Publicado em: 7 Novembro 2025

Por: Hervé Lancelin

Categoria: Crítica de arte

Tempo de leitura: 11 minutos

Nikola Vudrag esculpe o aço Corten para materializar os mitos antigos através de obras monumentais que conjugam rigor geométrico e profundidade simbólica. As suas intervenções públicas, de Veneza a Malta, reinterpretam as figuras de Atlas, Prometeu e Hércules questionando a nossa relação contemporânea com a forma, a luz e a tradição.

Ouçam-me bem, bando de snobs : ainda existem artistas que ousam enfrentar a matéria bruta sem se refugiar atrás dos subterfúgios conceptuais da nossa época. Nikola Vudrag, escultor croata nascido em 1989, pertence a essa raça rara que prefere o peso do aço às conversas teóricas. Formado nas academias de Rijeka e de Zagreb, onde foi coroado o melhor estudante em 2012, este herdeiro de uma linhagem de metalúrgicos transforma o ferro em meditações tangíveis. As suas esculturas monumentais, expostas de Veneza a Malta passando por Dubai, questionam a nossa relação com o mito, a forma e o tempo com uma audácia que se destaca no panorama atual da arte contemporânea.

A obra de Vudrag desenvolve-se através de várias séries distintas: os doze trabalhos de Hércules que revisitarm a mitologia grega, os diamantes geométricos em aço Corten, a série Net-Work composta por milhares de barras metálicas soldadas, e as intervenções monumentais no espaço público. O seu vocabulário plástico inspira-se tanto na geometria e física como nas narrativas antigas, criando uma linguagem escultórica que recusa a facilidade do decorativo. Os seus Atlas e Prometeu, apresentados na 60.ª Bienal de Veneza, encarnam esta dupla exigência: rigor formal e profundidade simbólica. O artista não procura seduzir, mas confrontar o observador com questões essenciais sobre a condição humana.

Platão assombra o atelier de Vudrag, mesmo que o escultor nem sempre o nomeie explicitamente. A distinção platónica entre o mundo das ideias e o das aparências sensíveis encontra no seu trabalho uma resolução inesperada. Quando Vudrag cria os seus diamantes luminosos, onde a luz brota dos interstícios de uma carcaça de aço enferrujado, ele não se limita a um jogo formal: ele materializa a passagem do inteligível ao sensível. Estas esculturas tornam-se metáforas operativas da teoria das formas. O aço, matéria-prima e industrial, serve de molde a uma luz que representa a própria ideia. De dia, estas obras revelam a sua estrutura bruta, as suas soldaduras visíveis, o seu peso terrestre. À noite, a luz interior metamorfoseia-as em esboços geométricos, em puras abstrações luminosas que parecem desafiar a sua própria materialidade.
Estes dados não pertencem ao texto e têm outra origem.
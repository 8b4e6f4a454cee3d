//! Authentication ports.

use uuid::Uuid;

/// Issues bearer tokens at register and login.
pub trait TokenService: Send + Sync {
    /// Issue a signed, time-limited token for a user.
    fn generate_token(&self, user_id: Uuid, email: &str, username: &str)
    -> Result<String, AuthError>;
}

/// Password hashing service.
pub trait PasswordService: Send + Sync {
    /// Hash a plain text password with a fresh salt.
    fn hash(&self, password: &str) -> Result<String, AuthError>;

    /// Verify a password against a stored hash.
    fn verify(&self, password: &str, hash: &str) -> Result<bool, AuthError>;

    /// Spend the same work as [`PasswordService::verify`] when there is no
    /// stored hash to check against.
    fn verify_unknown(&self, password: &str);
}

/// Authentication errors.
#[derive(Debug, thiserror::Error)]
pub enum AuthError {
    #[error("Invalid email or password")]
    InvalidCredentials,

    #[error("Token error: {0}")]
    TokenError(String),

    #[error("Hashing error: {0}")]
    HashingError(String),
}
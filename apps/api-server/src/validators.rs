//! Rule sets for every validated endpoint.

use std::sync::LazyLock;

use serde::Deserialize;
use uuid::Uuid;

use quill_core::domain::{
    COMMENT_MAX, COMMENT_MIN, CONTENT_MIN, PostStatus, TITLE_MAX, TITLE_MIN,
};
use quill_core::validation::{FieldRules, HEX_COLOR, RuleSet, USERNAME};
use quill_shared::dto::{
    CreateCategoryRequest, CreateCommentRequest, CreatePostRequest, ListPostsQuery, LoginRequest,
    RegisterUserRequest, UpdateCategoryRequest, UpdatePostRequest,
};

use crate::middleware::{Empty, Schema};

const TITLE_LENGTH: &str = "Title must be between 5 and 200 characters";
const CONTENT_LENGTH: &str = "Content must be at least 10 characters";
const NAME_LENGTH: &str = "Name must be between 2 and 50 characters";
const HEX_COLOR_MESSAGE: &str = "Color must be a valid hex color";
const INVALID_STATUS: &str = "Invalid status";
const INVALID_POST_ID: &str = "Invalid post ID";

/// `:id` path segment, already checked to be a UUID.
#[derive(Debug, Deserialize)]
pub struct PostPath {
    pub id: Uuid,
}

/// `:id` path segment as sent; unparsable ids resolve to "not found".
#[derive(Debug, Deserialize)]
pub struct RawPath {
    pub id: String,
}

static POST_CREATE: LazyLock<RuleSet> = LazyLock::new(|| {
    RuleSet::new([
        FieldRules::body("title")
            .trim()
            .not_empty("Title is required")
            .length(TITLE_MIN, Some(TITLE_MAX), TITLE_LENGTH),
        FieldRules::body("content")
            .trim()
            .not_empty("Content is required")
            .length(CONTENT_MIN, None, CONTENT_LENGTH),
        FieldRules::body("categories")
            .optional()
            .is_array("Categories must be an array"),
        FieldRules::body("tags")
            .optional()
            .is_array("Tags must be an array"),
        FieldRules::body("status")
            .optional()
            .one_of(PostStatus::NAMES, INVALID_STATUS),
    ])
});

static POST_UPDATE: LazyLock<RuleSet> = LazyLock::new(|| {
    RuleSet::new([
        FieldRules::param("id").uuid(INVALID_POST_ID),
        FieldRules::body("title")
            .optional()
            .trim()
            .length(TITLE_MIN, Some(TITLE_MAX), TITLE_LENGTH),
        FieldRules::body("content")
            .optional()
            .trim()
            .length(CONTENT_MIN, None, CONTENT_LENGTH),
        FieldRules::body("categories")
            .optional()
            .is_array("Categories must be an array"),
        FieldRules::body("tags")
            .optional()
            .is_array("Tags must be an array"),
        FieldRules::body("status")
            .optional()
            .one_of(PostStatus::NAMES, INVALID_STATUS),
    ])
});

static POST_LIST: LazyLock<RuleSet> = LazyLock::new(|| {
    RuleSet::new([
        FieldRules::query("category")
            .optional()
            .uuid("Invalid category ID"),
        FieldRules::query("status")
            .optional()
            .one_of(PostStatus::NAMES, INVALID_STATUS),
    ])
});

static COMMENT_CREATE: LazyLock<RuleSet> = LazyLock::new(|| {
    RuleSet::new([
        FieldRules::param("id").uuid(INVALID_POST_ID),
        FieldRules::body("content")
            .trim()
            .not_empty("Comment content is required")
            .length(
                COMMENT_MIN,
                Some(COMMENT_MAX),
                "Comment must be between 1 and 500 characters",
            ),
    ])
});

static CATEGORY_CREATE: LazyLock<RuleSet> = LazyLock::new(|| {
    RuleSet::new([
        FieldRules::body("name")
            .trim()
            .not_empty("Category name is required")
            .length(2, Some(50), NAME_LENGTH),
        FieldRules::body("description").optional().trim(),
        FieldRules::body("color")
            .optional()
            .matches(&HEX_COLOR, HEX_COLOR_MESSAGE),
    ])
});

static CATEGORY_UPDATE: LazyLock<RuleSet> = LazyLock::new(|| {
    RuleSet::new([
        FieldRules::body("name")
            .optional()
            .trim()
            .length(2, Some(50), NAME_LENGTH),
        FieldRules::body("description").optional().trim(),
        FieldRules::body("color")
            .optional()
            .matches(&HEX_COLOR, HEX_COLOR_MESSAGE),
    ])
});

static AUTH_REGISTER: LazyLock<RuleSet> = LazyLock::new(|| {
    RuleSet::new([
        FieldRules::body("username")
            .trim()
            .not_empty("Username is required")
            .length(3, Some(30), "Username must be between 3 and 30 characters")
            .matches(
                &USERNAME,
                "Username can only contain letters, numbers, and underscores",
            ),
        FieldRules::body("email")
            .trim()
            .not_empty("Email is required")
            .email("Must be a valid email address"),
        FieldRules::body("password")
            .not_empty("Password is required")
            .length(6, None, "Password must be at least 6 characters"),
    ])
});

static AUTH_LOGIN: LazyLock<RuleSet> = LazyLock::new(|| {
    RuleSet::new([
        FieldRules::body("email")
            .trim()
            .not_empty("Email is required")
            .email("Must be a valid email address"),
        FieldRules::body("password").not_empty("Password is required"),
    ])
});

macro_rules! schema {
    ($name:ident, $rules:ident, params = $params:ty, query = $query:ty, body = $body:ty) => {
        pub struct $name;

        impl Schema for $name {
            type Params = $params;
            type Query = $query;
            type Body = $body;

            fn rules() -> &'static RuleSet {
                &$rules
            }
        }
    };
}

schema!(PostCreate, POST_CREATE, params = Empty, query = Empty, body = CreatePostRequest);
schema!(PostUpdate, POST_UPDATE, params = PostPath, query = Empty, body = UpdatePostRequest);
schema!(PostList, POST_LIST, params = Empty, query = ListPostsQuery, body = Empty);
schema!(CommentCreate, COMMENT_CREATE, params = PostPath, query = Empty, body = CreateCommentRequest);
schema!(CategoryCreate, CATEGORY_CREATE, params = Empty, query = Empty, body = CreateCategoryRequest);
schema!(CategoryUpdate, CATEGORY_UPDATE, params = RawPath, query = Empty, body = UpdateCategoryRequest);
schema!(AuthRegister, AUTH_REGISTER, params = Empty, query = Empty, body = RegisterUserRequest);
schema!(AuthLogin, AUTH_LOGIN, params = Empty, query = Empty, body = LoginRequest);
Esta dialética entre matéria e ideia atravessa toda a produção de Vudrag. Nas suas Maçãs das Hespérides, expostas na primeira Bienal de Malta, a luz não decora: constitui o próprio sentido da obra. O artista evoca explicitamente Platão e Aristóteles ao descrever o seu processo criativo, reconhecendo que “apenas o mundo imaginário das ideias pode alcançar a forma perfeita” enquanto a nossa realidade permanece necessariamente imperfeita. Esta lucidez filosófica levou-o a inverter a sua abordagem: em vez de perseguir em vão a perfeição na forma positiva, cria carcaças metálicas que moldam o vazio, permitindo à luz, esta velha metáfora platónica do conhecimento, habitar o espaço negativo. O resultado produz um efeito impressionante: formas monumentais e ásperas durante o dia, desenhos de luz elegantes à noite, como se a Ideia emergisse literalmente da matéria.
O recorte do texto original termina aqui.